Präpartale Stillberatung für ein erfolgreiches Stillen

Im Jahr 1992 wurde von der WHO gemeinsam mit UNICEF die «Baby Friendly Hospital Initiative» (BFHI) begründet. Das Anliegen war, die Grundbedingungen für das Stillen weltweit zu verbessern und mehr Frauen und Mütter zum Stillen zu motivieren. Eine Umsetzung der insgesamt zehn BFHI-Empfehlungen hat eine positive Auswirkung auf das postpartale Stillverhalten und die Gesamtstilldauer.1 Im Folgenden soll insbesondere auf den dritten Schritt eingegangen werden: «Alle schwangeren Frauen werden über die Vorteile und die Praxis des Stillens informiert.»2

Internationale Empfehlungen und Stillprävalenz

Die WHO empfiehlt, in den ersten sechs Lebensmonaten ausschliesslich zu stillen. Anschliessend soll das Stillen zusätzlich zur Einführung von fester Nahrung bis zu einem Alter von zwei Jahren und darüber hinaus fortgesetzt werden.3 Die zahlreichen Vorteile des Stillens für die Gesundheit von Mutter und Kind sind weitreichend bekannt und gelten für einkommensstarke wie -schwache Länder.4 National empfiehlt die Schweizerische Gesellschaft für Pädiatrie (SGP) ebenfalls ein ausschliessliches Stillen bis zum sechsten Lebensmonat.
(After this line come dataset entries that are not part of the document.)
//! EIP-712 hashing for Safe transactions.
//!
//! The hash computed here must byte-match the Safe v1.4.1 contract's
//! `getTransactionHash`: it is what owners sign and what `checkSignatures`
//! verifies against, so any deviation invalidates every collected signature.

use alloy::primitives::{keccak256, Address, B256, U256};

use crate::contracts::{DOMAIN_SEPARATOR_TYPEHASH, SAFE_TX_TYPEHASH};
use crate::types::SafeTxParams;

fn left_pad_address(address: Address) -> [u8; 32] {
    let mut padded = [0u8; 32];
    padded[12..].copy_from_slice(address.as_slice());
    padded
}

/// Computes the domain separator for a Safe
///
/// domain_separator = keccak256(abi.encode(DOMAIN_SEPARATOR_TYPEHASH, chainId, safeAddress))
pub fn compute_domain_separator(chain_id: u64, safe_address: Address) -> B256 {
    let mut encoded = Vec::with_capacity(96);
    encoded.extend_from_slice(&DOMAIN_SEPARATOR_TYPEHASH);
    encoded.extend_from_slice(&U256::from(chain_id).to_be_bytes::<32>());
    encoded.extend_from_slice(&left_pad_address(safe_address));
    keccak256(&encoded)
}

/// Computes the struct hash for SafeTx
///
/// safeTxHash = keccak256(abi.encode(
///     SAFE_TX_TYPEHASH,
///     to, value, keccak256(data), operation,
///     safeTxGas, baseGas, gasPrice, gasToken, refundReceiver, nonce
/// ))
pub fn compute_safe_tx_hash(params: &SafeTxParams) -> B256 {
    let mut encoded = Vec::with_capacity(384);

    encoded.extend_from_slice(&SAFE_TX_TYPEHASH);
    encoded.extend_from_slice(&left_pad_address(params.to));
    encoded.extend_from_slice(&params.value.to_be_bytes::<32>());

    // dynamic bytes are represented by their hash in EIP-712
    encoded.extend_from_slice(keccak256(&params.data).as_slice());

    let mut op_word = [0u8; 32];
    op_word[31] = params.operation.as_u8();
    encoded.extend_from_slice(&op_word);

    encoded.extend_from_slice(&params.safe_tx_gas.to_be_bytes::<32>());
    encoded.extend_from_slice(&params.base_gas.to_be_bytes::<32>());
    encoded.extend_from_slice(&params.gas_price.to_be_bytes::<32>());
    encoded.extend_from_slice(&left_pad_address(params.gas_token));
    encoded.extend_from_slice(&left_pad_address(params.refund_receiver));
    encoded.extend_from_slice(&params.nonce.to_be_bytes::<32>());

    keccak256(&encoded)
}

/// Computes the final EIP-712 hash to sign
///
/// hash = keccak256("\x19\x01" || domainSeparator || safeTxHash)
pub fn compute_transaction_hash(domain_separator: B256, safe_tx_hash: B256) -> B256 {
    let mut encoded = Vec::with_capacity(66);
    encoded.extend_from_slice(&[0x19, 0x01]);
    encoded.extend_from_slice(domain_separator.as_slice());
    encoded.extend_from_slice(safe_tx_hash.as_slice());
    keccak256(&encoded)
}

/// Computes the complete transaction hash for signing, domain-separated by
/// chain id and Safe address
pub fn compute_safe_transaction_hash(
    chain_id: u64,
    safe_address: Address,
    params: &SafeTxParams,
) -> B256 {
    let domain_separator = compute_domain_separator(chain_id, safe_address);
    let safe_tx_hash = compute_safe_tx_hash(params);
    compute_transaction_hash(domain_separator, safe_tx_hash)
}
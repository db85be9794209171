use clap::{Parser, Subcommand};

#[derive(Parser)]
#[command(name = "safe-quorum")]
#[command(about = "Deploy Safes and coordinate threshold-signed transfers", long_about = None)]
pub struct Cli {
    #[command(subcommand)]
    pub command: Commands,

    /// Output as JSON
    #[arg(long, global = true)]
    pub json: bool,
}

#[derive(Subcommand)]
pub enum Commands {
    /// Deploy a new Safe deterministically (same address across chains)
    Deploy(DeployArgs),

    /// Propose, sign, relay and execute a transfer from a Safe
    Transfer(TransferArgs),

    /// Display Safe information (balance, nonce, threshold, owners)
    Info(InfoArgs),
}

#[derive(Parser, Clone)]
pub struct DeployArgs {
    /// RPC endpoint URL
    #[arg(long, env = "ETH_RPC_URL")]
    pub rpc_url: String,

    /// Owner address (repeatable)
    #[arg(long = "owner", value_name = "ADDR", required = true)]
    pub owners: Vec<String>,

    /// Signature threshold
    #[arg(long, default_value = "1")]
    pub threshold: u64,

    /// Salt nonce for CREATE2 (default: 0)
    #[arg(long, default_value = "0")]
    pub salt_nonce: String,

    /// Expected chain id; checked against the provider's answer
    #[arg(long, env = "CHAIN_ID")]
    pub chain_id: Option<u64>,

    /// Only compute and display the predicted address, don't deploy
    #[arg(long)]
    pub compute_only: bool,

    /// Deployer private key; pays for the broadcast, need not be an owner
    #[arg(long, env = "DEPLOYER_KEY")]
    pub deployer_key: Option<String>,

    /// Prompt for the deployer key interactively
    #[arg(short, long)]
    pub interactive: bool,

    /// Skip confirmation prompt
    #[arg(long)]
    pub no_confirm: bool,
}

#[derive(Parser, Clone)]
pub struct TransferArgs {
    /// Safe contract address
    #[arg(long, env = "SAFE_ADDRESS")]
    pub safe: String,

    /// RPC endpoint URL
    #[arg(long, env = "ETH_RPC_URL")]
    pub rpc_url: String,

    /// Recipient address
    #[arg(long, env = "RECIPIENT")]
    pub to: String,

    /// Amount to transfer (in wei)
    #[arg(long, env = "TRANSFER_AMOUNT")]
    pub value: String,

    /// Raw calldata to attach (0x-hex)
    #[arg(long)]
    pub data: Option<String>,

    /// Owner private key (repeatable; comma-separated in OWNER_KEYS)
    #[arg(
        long = "owner-key",
        value_name = "KEY",
        env = "OWNER_KEYS",
        value_delimiter = ',',
        required = true
    )]
    pub owner_keys: Vec<String>,

    /// Expected chain id; checked against the provider's answer
    #[arg(long, env = "CHAIN_ID")]
    pub chain_id: Option<u64>,

    /// Transaction service URL (chain default when omitted)
    #[arg(long, env = "SAFE_TX_SERVICE_URL")]
    pub relay_url: Option<String>,

    /// Skip the transaction service entirely
    #[arg(long)]
    pub no_relay: bool,

    /// Override Safe transaction gas limit (0 = use all available gas)
    #[arg(long)]
    pub safe_tx_gas: Option<String>,

    /// Skip confirmation prompt
    #[arg(long)]
    pub no_confirm: bool,
}

#[derive(Parser, Clone)]
pub struct InfoArgs {
    /// Safe contract address
    #[arg(long, env = "SAFE_ADDRESS")]
    pub safe: String,

    /// RPC endpoint URL
    #[arg(long, env = "ETH_RPC_URL")]
    pub rpc_url: String,
}
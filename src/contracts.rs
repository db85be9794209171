//! Contract ABI definitions for Safe v1.4.1

use alloy::sol;

sol! {
    /// Safe v1.4.1 interface for executing transactions
    #[sol(rpc)]
    interface ISafe {
        /// Execute a transaction (requires threshold-many valid signatures)
        function execTransaction(
            address to,
            uint256 value,
            bytes calldata data,
            uint8 operation,
            uint256 safeTxGas,
            uint256 baseGas,
            uint256 gasPrice,
            address gasToken,
            address payable refundReceiver,
            bytes memory signatures
        ) external payable returns (bool success);

        /// Returns the current nonce of the Safe
        function nonce() external view returns (uint256 nonce);

        /// Returns the threshold (number of required signatures)
        function getThreshold() external view returns (uint256 threshold);

        /// Returns array of owners
        function getOwners() external view returns (address[] memory owners);

        /// Checks if an address is an owner
        function isOwner(address owner) external view returns (bool isOwner);

        /// Returns the domain separator for EIP-712 signing
        function domainSeparator() external view returns (bytes32);

        /// Computes the hash of a Safe transaction
        function getTransactionHash(
            address to,
            uint256 value,
            bytes calldata data,
            uint8 operation,
            uint256 safeTxGas,
            uint256 baseGas,
            uint256 gasPrice,
            address gasToken,
            address refundReceiver,
            uint256 _nonce
        ) external view returns (bytes32);

        /// Reverts unless `signatures` holds threshold-many valid owner
        /// signatures over `dataHash`
        function checkSignatures(
            bytes32 dataHash,
            bytes memory data,
            bytes memory signatures
        ) external view;

        /// Events
        event ExecutionSuccess(bytes32 indexed txHash, uint256 payment);
        event ExecutionFailure(bytes32 indexed txHash, uint256 payment);
        event SafeReceived(address indexed sender, uint256 value);
    }

    /// Safe proxy factory for deterministic CREATE2 deployments
    #[sol(rpc)]
    interface ISafeProxyFactory {
        /// Deploys a proxy for `_singleton`, runs `initializer` on it, and
        /// derives the address from keccak256(initializer) and `saltNonce`
        function createProxyWithNonce(
            address _singleton,
            bytes memory initializer,
            uint256 saltNonce
        ) external returns (address proxy);

        /// Returns the proxy creation bytecode used for CREATE2 derivation
        function proxyCreationCode() external pure returns (bytes memory);

        event ProxyCreation(address indexed proxy, address singleton);
    }

    /// Safe setup interface, ABI-encoded into the deployment initializer
    #[sol(rpc)]
    interface ISafeSetup {
        function setup(
            address[] calldata _owners,
            uint256 _threshold,
            address to,
            bytes calldata data,
            address fallbackHandler,
            address paymentToken,
            uint256 payment,
            address payable paymentReceiver
        ) external;
    }
}

/// EIP-712 type hash for SafeTx struct
/// keccak256("SafeTx(address to,uint256 value,bytes data,uint8 operation,uint256 safeTxGas,uint256 baseGas,uint256 gasPrice,address gasToken,address refundReceiver,uint256 nonce)")
pub const SAFE_TX_TYPEHASH: [u8; 32] = [
    0xbb, 0x83, 0x10, 0xd4, 0x86, 0x36, 0x8d, 0xb6, 0xbd, 0x6f, 0x84, 0x94, 0x02, 0xfd, 0xd7, 0x3a,
    0xd5, 0x3d, 0x31, 0x6b, 0x5a, 0x4b, 0x26, 0x44, 0xad, 0x6e, 0xfe, 0x0f, 0x94, 0x12, 0x86, 0xd8,
];

/// EIP-712 domain type hash for Safe
/// keccak256("EIP712Domain(uint256 chainId,address verifyingContract)")
pub const DOMAIN_SEPARATOR_TYPEHASH: [u8; 32] = [
    0x47, 0xe7, 0x95, 0x34, 0xa2, 0x45, 0x95, 0x2e, 0x8b, 0x16, 0x89, 0x3a, 0x33, 0x6b, 0x85, 0xa3,
    0xd9, 0xea, 0x9f, 0xa8, 0xc5, 0x73, 0xf3, 0xd8, 0x03, 0xaf, 0xb9, 0x2a, 0x79, 0x46, 0x92, 0x18,
];
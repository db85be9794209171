//! Common test utilities for E2E tests

use alloy::network::{AnyNetwork, EthereumWallet};
use alloy::node_bindings::{Anvil, AnvilInstance};
use alloy::primitives::{Address, U256};
use alloy::providers::{Provider, ProviderBuilder};
use alloy::signers::local::PrivateKeySigner;
use safe_quorum::{DeployedSafe, SafeAccountConfig, SafeClient, SafeDeployer};

/// Macro to skip tests when ETH_RPC_URL is not set
#[macro_export]
macro_rules! skip_if_no_rpc {
    () => {
        if std::env::var("ETH_RPC_URL").is_err() {
            eprintln!("Skipping test: ETH_RPC_URL not set");
            return;
        }
    };
}

/// Type alias for the wallet provider used in tests
pub type TestProvider = alloy::providers::fillers::FillProvider<
    alloy::providers::fillers::JoinFill<
        alloy::providers::fillers::JoinFill<
            alloy::providers::Identity,
            alloy::providers::fillers::JoinFill<
                alloy::providers::fillers::GasFiller,
                alloy::providers::fillers::JoinFill<
                    alloy::providers::fillers::BlobGasFiller,
                    alloy::providers::fillers::JoinFill<
                        alloy::providers::fillers::NonceFiller,
                        alloy::providers::fillers::ChainIdFiller,
                    >,
                >,
            >,
        >,
        alloy::providers::fillers::WalletFiller<EthereumWallet>,
    >,
    alloy::providers::RootProvider<AnyNetwork>,
    AnyNetwork,
>;

/// Test harness that spawns Anvil forking from ETH_RPC_URL (so the canonical
/// Safe contracts exist) and exposes the default accounts as owner signers.
///
/// The first account doubles as the deployer and as the relayer wallet on
/// the shared provider.
pub struct TestHarness {
    pub provider: TestProvider,
    pub signers: Vec<PrivateKeySigner>,
    pub _anvil: AnvilInstance,
}

impl TestHarness {
    /// Creates a new test harness with Anvil forking from ETH_RPC_URL
    pub async fn new() -> Self {
        let rpc_url = std::env::var("ETH_RPC_URL").expect("ETH_RPC_URL must be set");

        // cancun hardfork for PUSH0 opcode support in the Safe contracts
        let anvil = Anvil::new()
            .fork(rpc_url)
            .args(["--hardfork", "cancun"])
            .spawn();

        let signers: Vec<PrivateKeySigner> = anvil
            .keys()
            .iter()
            .take(4)
            .map(|key| key.clone().into())
            .collect();

        let wallet = EthereumWallet::from(signers[0].clone());
        let provider = ProviderBuilder::new()
            .network::<AnyNetwork>()
            .wallet(wallet)
            .connect_http(anvil.endpoint_url());

        Self {
            provider,
            signers,
            _anvil: anvil,
        }
    }

    /// Addresses of the first `count` harness signers
    pub fn owner_addresses(&self, count: usize) -> Vec<Address> {
        self.signers
            .iter()
            .take(count)
            .map(|signer| signer.address())
            .collect()
    }

    /// Creates a deployer using the harness provider (account 0 pays)
    pub async fn deployer(&self) -> SafeDeployer<TestProvider> {
        SafeDeployer::connect(self.provider.clone())
            .await
            .expect("Failed to connect deployer")
    }

    /// Deploys a Safe owned by the first `owners` harness accounts
    pub async fn deploy_safe(&self, owners: usize, threshold: u64, salt_nonce: U256) -> DeployedSafe {
        let account = SafeAccountConfig::new(self.owner_addresses(owners), threshold)
            .expect("Invalid account config");
        self.deployer()
            .await
            .deploy_account(&account, salt_nonce)
            .await
            .expect("Failed to deploy Safe")
    }

    /// Creates a Safe client for the given Safe address
    pub async fn safe_client(&self, address: Address) -> SafeClient<TestProvider> {
        SafeClient::connect(self.provider.clone(), address)
            .await
            .expect("Failed to connect Safe client")
    }

    /// Sets an address's ETH balance using anvil_setBalance
    pub async fn mint_eth(&self, to: Address, amount: U256) {
        let params = serde_json::json!([format!("{:?}", to), format!("0x{:x}", amount)]);

        // anvil_setBalance returns null on success
        self.provider
            .client()
            .request::<_, Option<bool>>("anvil_setBalance", params)
            .await
            .expect("Failed to set balance");
    }

    /// Gets the ETH balance of an address
    pub async fn get_balance(&self, address: Address) -> U256 {
        self.provider
            .get_balance(address)
            .await
            .expect("Failed to get balance")
    }
}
Die individuell angepasste Beikosteinführung soll frühestens ab dem vollendeten vierten Lebensmonat und spätestens mit Beginn des siebten Lebensmonats erfolgen.5

Eine nationale Querschnittsstudie mit 1535 Müttern6 zeigte eine hohe postpartale Stillprävalenz (95% aller Mütter), welche jedoch ab dem dritten postpartalen Monat auf 62% bzw. ab dem fünften Monat auf 26% absank.6 Eine aktuelle Erhebung der Eidgenössischen Kommission für Familienfragen (EKFF)7 bestätigt, dass 74% der Säuglinge im Alter von fünf bzw. sechs Monaten nicht mehr oder nicht mehr ausschliesslich gestillt werden.7 Damit liegt die Stilldauer in der Schweiz, aber auch in Deutschland8 und Österreich9, deutlich unter den Empfehlungen der WHO (Abb. 1). Die Ergebnisse zeigen zudem, dass bei einer Kaiserschnittentbindung signifikant häufiger zugefüttert wird als bei einer natürlichen Geburt (68,4% vs. 42,3%).9

Abb. 1: Stillprävalenz in Österreich (modifiziert nach Bürger B et al.)9

Informationsquellen

Die Hälfte aller Frauen informiert sich während der Schwangerschaft über das Stillen. Als Hauptinformationsquelle wird an erster Stelle der Kontakt zur Hebamme genannt (58,6%), an zweiter Stelle folgt das Internet (36,4%), gefolgt von Freund:innen bzw. Bekannten der Frau (32,0%). Die Frauenärztin bzw. der Frauenarzt wird erst an neunter Stelle angeführt (Tab. 1).9 Die Inanspruchnahme einer Stillberatung hängt u.a. mit dem Grad der Bildung bzw. der Eigeninitiative der Eltern zusammen. Frauen mit niedrigem sozioökonomischem Status werden seltener vor Geburt informiert, besuchen weniger häufig einen Geburtsvorbereitungskurs und werden seltener nach der Geburt zu Hause von einer Hebamme betreut.10 Folglich weisen Frauen in belasteten Lebenslagen (dazu gehören ein niedriges formales Bildungsniveau sowie eine Zuordnung als einkommensarm oder einkommensschwach und eines der folgenden Kriterien: junge Mutterschaft vor dem 22. Lebensjahr, Adipositas mit BMI ab 30kg/m2, Raucherin) tendenziell negativ geprägte Stillerfahrungen auf.11

Tab. 1: Informationsquellen der Stillenden (modifiziert nach Bürger B et al.)9

Evidenz der präpartalen Stillberatung

Die Wichtigkeit und Wirksamkeit einer präpartalen Stillberatung sind in der aktuellen wissenschaftlichen Literatur untersucht.12 Die Academy of Breastfeeding Medicine (ABM) als internationales Organ zur Erstellung von klinischen Leitlinien im Bereich von Laktation und Stillen hat im August 2024 ein überarbeitetes und aktualisiertes Protokoll zur Stillförderung in der Schwangerschaft publiziert.13 Die Kernaussage lautet, dass Frauen, die präpartale Stillberatung erhalten haben, eine höhere Stillrate nach der Geburt aufwiesen und insgesamt eine längere Stilldauer hatten. Ebenfalls war die Rate des ausschließlichen Stillens höher.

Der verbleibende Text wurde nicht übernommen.